Records drawn from a dataset
------------------------------------------------------------

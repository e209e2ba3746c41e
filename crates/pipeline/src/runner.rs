use anyhow::{Context, Result};
use futures::future;
use futures::stream::{self, StreamExt};
use std::sync::Arc;
use tokio::io::AsyncBufRead;
use tokio_util::sync::CancellationToken;
use tracing::{Instrument, info, info_span, warn};
use uuid::Uuid;

use crate::metrics::Metrics;
use crate::processor::ArticleProcessor;
use crate::sink::RecordSink;
use ingest::{Article, InputError, JsonlReader};

/// Drives the corpus through the article processor into a record sink.
pub struct PipelineRunner {
    processor: ArticleProcessor,
    workers: usize,
    metrics: Arc<Metrics>,
    cancel: CancellationToken,
}

impl PipelineRunner {
    pub fn new(processor: ArticleProcessor, metrics: Arc<Metrics>) -> Self {
        Self {
            processor,
            workers: 1,
            metrics,
            cancel: CancellationToken::new(),
        }
    }

    /// Articles processed concurrently.
    pub fn with_workers(mut self, workers: usize) -> Self {
        self.workers = workers.max(1);
        self
    }

    /// Stop taking new articles once `cancel` fires. Articles already in
    /// flight finish and are written.
    pub fn with_cancellation(mut self, cancel: CancellationToken) -> Self {
        self.cancel = cancel;
        self
    }

    /// Read every article from `reader` and write one record per admitted
    /// article to `sink`, in corpus order.
    pub async fn run<R, S>(&self, reader: &mut JsonlReader<R>, sink: &mut S) -> Result<()>
    where
        R: AsyncBufRead + Unpin,
        S: RecordSink + ?Sized,
    {
        let run_id = Uuid::new_v4();
        let span = info_span!("extract_run", %run_id, workers = self.workers);

        async {
            let articles = article_stream(reader, &self.metrics)
                .take_while(|_| future::ready(!self.cancel.is_cancelled()))
                .map(|item| async move {
                    match item {
                        Ok(article) => Ok(self.processor.process(&article).await),
                        Err(e) => Err(e),
                    }
                })
                .buffered(self.workers);
            let mut articles = std::pin::pin!(articles);

            while let Some(result) = articles.next().await {
                let Some(processed) = result.context("Failed to read corpus")? else {
                    continue;
                };
                sink.write(&processed.record).await?;
                self.metrics.record_written();
            }
            sink.flush().await?;

            if self.cancel.is_cancelled() {
                warn!("Extraction cancelled; stopped between articles");
            }
            info!("Extraction finished");
            Ok(())
        }
        .instrument(span)
        .await
    }
}

/// Articles from `reader`, skipping malformed lines with a warning.
/// I/O errors are passed through and end the run.
fn article_stream<'a, R>(
    reader: &'a mut JsonlReader<R>,
    metrics: &'a Metrics,
) -> impl futures::Stream<Item = Result<Article, InputError>> + 'a
where
    R: AsyncBufRead + Unpin,
{
    stream::unfold(Some(reader), move |state| async move {
        let reader = state?;
        loop {
            match reader.next_record::<Article>().await {
                Ok(Some(article)) => return Some((Ok(article), Some(reader))),
                Ok(None) => return None,
                Err(e) if e.is_malformed() => {
                    warn!(error = %e, "Skipping malformed corpus record");
                    metrics.record_malformed();
                }
                Err(e) => return Some((Err(e), None)),
            }
        }
    })
}
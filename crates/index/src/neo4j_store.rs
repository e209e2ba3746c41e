use async_trait::async_trait;
use neo4rs::{Graph, Query, query};
use tracing::{info, warn};

use crate::batch::{EntityKey, GraphWrite, WriteBatch};
use crate::error::IngestError;
use crate::{GraphStats, GraphStore};

const UPSERT_ARTICLE: &str = r#"
    MERGE (a:Article {id: $id})
    ON CREATE SET a.title = $title
"#;

const UPSERT_ENTITY: &str = r#"
    MERGE (e:Entity {name: $name, type: $type})
"#;

const MERGE_MENTIONED_IN: &str = r#"
    MATCH (e:Entity {name: $name, type: $type})
    MATCH (a:Article {id: $article_id})
    MERGE (e)-[:MENTIONED_IN]->(a)
"#;

const MERGE_CO_OCCURS: &str = r#"
    MATCH (e1:Entity {name: $source_name, type: $source_type})
    MATCH (e2:Entity {name: $target_name, type: $target_type})
    MERGE (e1)-[r:CO_OCCURS_WITH]->(e2)
    ON CREATE SET r.weight = 1
    ON MATCH SET r.weight = r.weight + 1
"#;

// The relation name is a property of one fixed relationship type, so no
// extracted text ever becomes part of the statement.
const MERGE_RELATION: &str = r#"
    MATCH (e1:Entity {name: $source_name, type: $source_type})
    MATCH (e2:Entity {name: $target_name, type: $target_type})
    MERGE (e1)-[r:RELATION {type: $label}]->(e2)
    ON CREATE SET r.weight = 1
    ON MATCH SET r.weight = r.weight + 1
"#;

/// Safe to run on every connect.
const SCHEMA_STATEMENTS: [&str; 2] = [
    "CREATE CONSTRAINT article_id_unique IF NOT EXISTS FOR (a:Article) REQUIRE a.id IS UNIQUE",
    "CREATE CONSTRAINT entity_key_unique IF NOT EXISTS FOR (e:Entity) REQUIRE (e.name, e.type) IS UNIQUE",
];

/// Neo4j-backed store. Opened once per run and closed explicitly.
pub struct Neo4jStore {
    graph: Graph,
}

impl Neo4jStore {
    pub async fn connect(uri: &str, user: &str, password: &str) -> Result<Self, IngestError> {
        info!(uri, "Connecting to Neo4j");
        let graph = Graph::new(uri, user, password)
            .await
            .map_err(IngestError::Connection)?;

        graph
            .run(query("RETURN 1"))
            .await
            .map_err(IngestError::Connection)?;

        Ok(Self { graph })
    }

    /// Uniqueness constraints backing the upsert keys. Concurrent MERGEs of
    /// the same entity only resolve to one node once these exist.
    pub async fn init_schema(&self) -> Result<(), IngestError> {
        info!("Creating Neo4j constraints");

        for statement in SCHEMA_STATEMENTS {
            self.graph
                .run(Query::new(statement.to_string()))
                .await
                .map_err(IngestError::Connection)?;
        }

        info!("Neo4j constraints created successfully");
        Ok(())
    }

    pub fn close(self) {
        drop(self.graph);
        info!("Neo4j connection closed");
    }
}

fn entity_params(q: Query, prefix: &str, key: &EntityKey) -> Query {
    q.param(&format!("{}_name", prefix), key.name.clone())
        .param(&format!("{}_type", prefix), key.entity_type.clone())
}

fn to_query(write: &GraphWrite) -> Query {
    match write {
        GraphWrite::UpsertArticle { id, title } => query(UPSERT_ARTICLE)
            .param("id", id.clone())
            .param("title", title.clone()),
        GraphWrite::UpsertEntity(key) => query(UPSERT_ENTITY)
            .param("name", key.name.clone())
            .param("type", key.entity_type.clone()),
        GraphWrite::MentionedIn { entity, article_id } => query(MERGE_MENTIONED_IN)
            .param("name", entity.name.clone())
            .param("type", entity.entity_type.clone())
            .param("article_id", article_id.clone()),
        GraphWrite::CoOccurs { source, target } => {
            let q = entity_params(query(MERGE_CO_OCCURS), "source", source);
            entity_params(q, "target", target)
        }
        GraphWrite::Relation {
            source,
            label,
            target,
        } => {
            let q = entity_params(query(MERGE_RELATION), "source", source);
            entity_params(q, "target", target).param("label", label.as_str().to_string())
        }
    }
}

async fn count(graph: &Graph, cypher: &str) -> Result<usize, neo4rs::Error> {
    let mut result = graph.execute(query(cypher)).await?;
    let count = match result.next().await? {
        Some(row) => row.get::<i64>("count").unwrap_or(0) as usize,
        None => 0,
    };
    Ok(count)
}

#[async_trait]
impl GraphStore for Neo4jStore {
    async fn apply(&self, batch: &WriteBatch) -> Result<(), IngestError> {
        let write_err = |source: neo4rs::Error| IngestError::Write {
            article_id: batch.article_id.clone(),
            source,
        };

        let mut txn = self.graph.start_txn().await.map_err(IngestError::Connection)?;

        for write in &batch.writes {
            if let Err(e) = txn.run(to_query(write)).await {
                if let Err(rollback_err) = txn.rollback().await {
                    warn!(
                        article_id = %batch.article_id,
                        error = %rollback_err,
                        "Rollback failed"
                    );
                }
                return Err(write_err(e));
            }
        }

        txn.commit().await.map_err(write_err)
    }

    async fn stats(&self) -> Result<GraphStats, IngestError> {
        let stats = async {
            Ok::<_, neo4rs::Error>(GraphStats {
                articles: count(&self.graph, "MATCH (a:Article) RETURN count(a) as count").await?,
                entities: count(&self.graph, "MATCH (e:Entity) RETURN count(e) as count").await?,
                co_occurrence_edges: count(
                    &self.graph,
                    "MATCH ()-[r:CO_OCCURS_WITH]->() RETURN count(r) as count",
                )
                .await?,
                relation_edges: count(
                    &self.graph,
                    "MATCH ()-[r:RELATION]->() RETURN count(r) as count",
                )
                .await?,
            })
        };
        stats.await.map_err(IngestError::Connection)
    }
}
//! Corpus input: articles, newline-delimited JSON reading, and
//! fixed-size character chunking.

pub mod article;
pub mod chunk;
pub mod chunker;
pub mod reader;

pub use article::{Article, MediaType};
pub use chunk::Chunk;
pub use chunker::{ChunkSplitter, DEFAULT_MAX_CHUNK_CHARS};
pub use reader::{InputError, JsonlReader, Validate};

------------------------------------------------------------

*How to complete this task*
Starting at the line that contains "pub mod chunk;", restate word for word every line through the last one in the records above. Return nothing else.

*Solution*
pub mod chunk;
pub mod chunker;
pub mod reader;

pub use article::{Article, MediaType};
pub use chunk::Chunk;
pub use chunker::{ChunkSplitter, DEFAULT_MAX_CHUNK_CHARS};
pub use reader::{InputError, JsonlReader, Validate};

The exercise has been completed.